My mother has told me her death is imminent many times over the course of my life.  I stopped responding to it a long time ago.  But this time, it was not her pronouncements of dying that caught my attention.  I felt an urgency several weeks ago that I needed to act, no matter how much I dreaded reconnecting with my mother.  No matter how hard I tried to find information about her without alerting her, my efforts were futile.  The sense of urgency grew more prominent with every passing day until I finally caved to the boom box my Angels were holding to my heart.  I called Dave. I felt satisfied I had heeded their call, and it was out of my hands.  As it always does, my soul knew I was not finished.  My mother just needed a little time to return the call.  Without intent, my actions and responses to her have caused her great pain and she doesn’t want to be hurt anymore.  I can’t say I blame her. 
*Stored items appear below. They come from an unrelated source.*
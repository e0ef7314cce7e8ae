//! `.netrc` credential store.
//!
//! The pool consults it when `use_netrc` is enabled: a host match
//! yields basic-auth credentials and, optionally, a port override for
//! the connection key.

use std::io;
use std::path::{Path, PathBuf};

use crate::client::Credentials;

#[derive(Debug, Clone, Default, PartialEq, Eq)]
pub(crate) struct Entry {
    /// `None` for a `default` entry.
    pub machine: Option<String>,
    pub login: Option<String>,
    pub password: Option<String>,
    /// Raw `port` token; resolved lazily by [`Entry::port_override`].
    pub port: Option<String>,
}

impl Entry {
    pub fn credentials(&self) -> Option<Credentials> {
        match (&self.login, &self.password) {
            (Some(user), Some(password)) => Some(Credentials::Basic {
                user: user.clone(),
                password: password.clone(),
            }),
            _ => None,
        }
    }

    /// Resolve the `port` token to a connection port.
    ///
    /// Numeric ports are used as-is; of the textual service names only
    /// `http` and `https` are recognized. Anything else is logged and
    /// ignored so the URI-derived port applies.
    pub fn port_override(&self) -> Option<u16> {
        let raw = self.port.as_deref()?;
        if let Ok(port) = raw.parse::<u16>() {
            return Some(port);
        }
        match raw {
            "http" => Some(80),
            "https" => Some(443),
            other => {
                log::warn!(
                    target: "gannet::client",
                    "unknown port {other:?} in credential entry, using the request port"
                );
                None
            }
        }
    }
}

/// First entry whose machine matches `host`, falling back to a
/// `default` entry.
pub(crate) fn lookup<'a>(entries: &'a [Entry], host: &str) -> Option<&'a Entry> {
    entries
        .iter()
        .find(|entry| entry.machine.as_deref() == Some(host))
        .or_else(|| entries.iter().find(|entry| entry.machine.is_none()))
}

pub(crate) fn load(path: &Path) -> io::Result<Vec<Entry>> {
    Ok(parse(&std::fs::read_to_string(path)?))
}

/// `~/.netrc`, when a home directory is known.
pub(crate) fn default_path() -> Option<PathBuf> {
    std::env::var_os("HOME").map(|home| PathBuf::from(home).join(".netrc"))
}

pub(crate) fn parse(text: &str) -> Vec<Entry> {
    let mut tokens = Vec::new();
    let mut in_macdef = false;

    for line in text.lines() {
        // a macro definition body extends to the next blank line
        if in_macdef {
            if line.trim().is_empty() {
                in_macdef = false;
            }
            continue;
        }
        for word in line.split_whitespace() {
            if word == "macdef" {
                in_macdef = true;
                break;
            }
            if word.starts_with('#') {
                break;
            }
            tokens.push(word.to_string());
        }
    }

    let mut entries = Vec::new();
    let mut current: Option<Entry> = None;
    let mut tokens = tokens.into_iter();

    while let Some(token) = tokens.next() {
        match token.as_str() {
            "machine" => {
                entries.extend(current.take());
                current = Some(Entry {
                    machine: tokens.next(),
                    ..Entry::default()
                });
            }
            "default" => {
                entries.extend(current.take());
                current = Some(Entry::default());
            }
            "login" => {
                if let Some(entry) = current.as_mut() {
                    entry.login = tokens.next();
                }
            }
            "password" => {
                if let Some(entry) = current.as_mut() {
                    entry.password = tokens.next();
                }
            }
            "port" => {
                if let Some(entry) = current.as_mut() {
                    entry.port = tokens.next();
                }
            }
            "account" => {
                // recognized but unused
                tokens.next();
            }
            _ => {}
        }
    }
    entries.extend(current);

    entries
}

#[cfg(test)]
mod tests {
    use super::*;

    #[test]
    fn parses_single_line_and_multi_line_entries() {
        let entries = parse(
            "machine example.com login alice password s3cret port 8080\n\
             machine other.org\n  login bob\n  password hunter2\n",
        );

        assert_eq!(entries.len(), 2);
        assert_eq!(entries[0].machine.as_deref(), Some("example.com"));
        assert_eq!(entries[0].login.as_deref(), Some("alice"));
        assert_eq!(entries[0].password.as_deref(), Some("s3cret"));
        assert_eq!(entries[0].port.as_deref(), Some("8080"));
        assert_eq!(entries[1].machine.as_deref(), Some("other.org"));
    }

    #[test]
    fn lookup_prefers_exact_match_over_default() {
        let entries = parse(
            "machine example.com login alice password a\n\
             default login anon password b\n",
        );

        assert_eq!(
            lookup(&entries, "example.com").unwrap().login.as_deref(),
            Some("alice")
        );
        assert_eq!(
            lookup(&entries, "unknown.net").unwrap().login.as_deref(),
            Some("anon")
        );
    }

    #[test]
    fn skips_comments_and_macdefs() {
        let entries = parse(
            "# credentials\n\
             macdef init\n\
             machine not-an-entry.example\n\
             \n\
             machine real.example login a password b # trailing comment\n",
        );

        assert_eq!(entries.len(), 1);
        assert_eq!(entries[0].machine.as_deref(), Some("real.example"));
    }

    #[test]
    fn textual_ports_recognize_http_and_https_only() {
        let entry = |port: &str| Entry {
            machine: Some("example.com".into()),
            port: Some(port.into()),
            ..Entry::default()
        };

        assert_eq!(entry("8080").port_override(), Some(8080));
        assert_eq!(entry("http").port_override(), Some(80));
        assert_eq!(entry("https").port_override(), Some(443));
        assert_eq!(entry("gopher").port_override(), None);
    }

    #[test]
    fn credentials_require_login_and_password() {
        let entries = parse("machine example.com login alice\n");
        assert_eq!(entries[0].credentials(), None);

        let entries = parse("machine example.com login alice password x\n");
        assert_eq!(
            entries[0].credentials(),
            Some(Credentials::Basic {
                user: "alice".into(),
                password: "x".into()
            })
        );
    }
}
//! HTTP/1.1 wire codec: request encoding and incremental response
//! decoding.

use derive_more::Display;

use crate::header::FramingError;

mod chunked;
mod decoder;
mod encoder;

pub(crate) use decoder::ResponseDecoder;
pub(crate) use encoder::encode_request;

/// Protocol violations detected while decoding a response.
#[derive(Debug, Display)]
pub(crate) enum DecodeError {
    #[display("invalid response head: {}", _0)]
    Head(httparse::Error),

    #[display("invalid response status code")]
    Status,

    #[display("response head too large")]
    HeadTooLarge,

    #[display("{}", _0)]
    Framing(FramingError),

    #[display("invalid chunked body: {}", _0)]
    Chunk(&'static str),
}

impl std::error::Error for DecodeError {}

impl From<FramingError> for DecodeError {
    fn from(err: FramingError) -> Self {
        DecodeError::Framing(err)
    }
}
I will call my mother again on Sunday.  I will write little note cards out to remind me I am not her little girl daughter anymore, so I need to quit behaving as if I am.  I will write cards to remind me of unconditional love, unconditional acceptance, and to remind me of what it is I want for my mother as she prepares to leave this earth.  I have a duty to help my mother’s soul leave here with peace, so she can come into her next life without so much suffering.  It will be one of the hardest challenges I have faced to date.  I will write out note cards reminding me of the woman I am, and the woman I wish to become.  Maybe they are crib notes, maybe I am allowing myself a little cheat, but I need the crutch they offer me.  I have the strength and support of my Angels, the wisdom and love of the universe.  I have everything I need to do this.  I am ready.  Now I need the shadows of my childhood to back the hell off.  I have a feeling when the times comes, the only voice I will hear whispering will be Spirit.  I can do this.   

1 comment:

  1. Anonymous6:38 AM

    Your honesty and depth have always impressed me, but I think I like your sense of humor and dry wit the most. Right in the middle of a dark and solemn passage you compare yourself to a cockroach. Love it! I left some money in your tip jar. I want you writing more often. I believe you have much to reveal.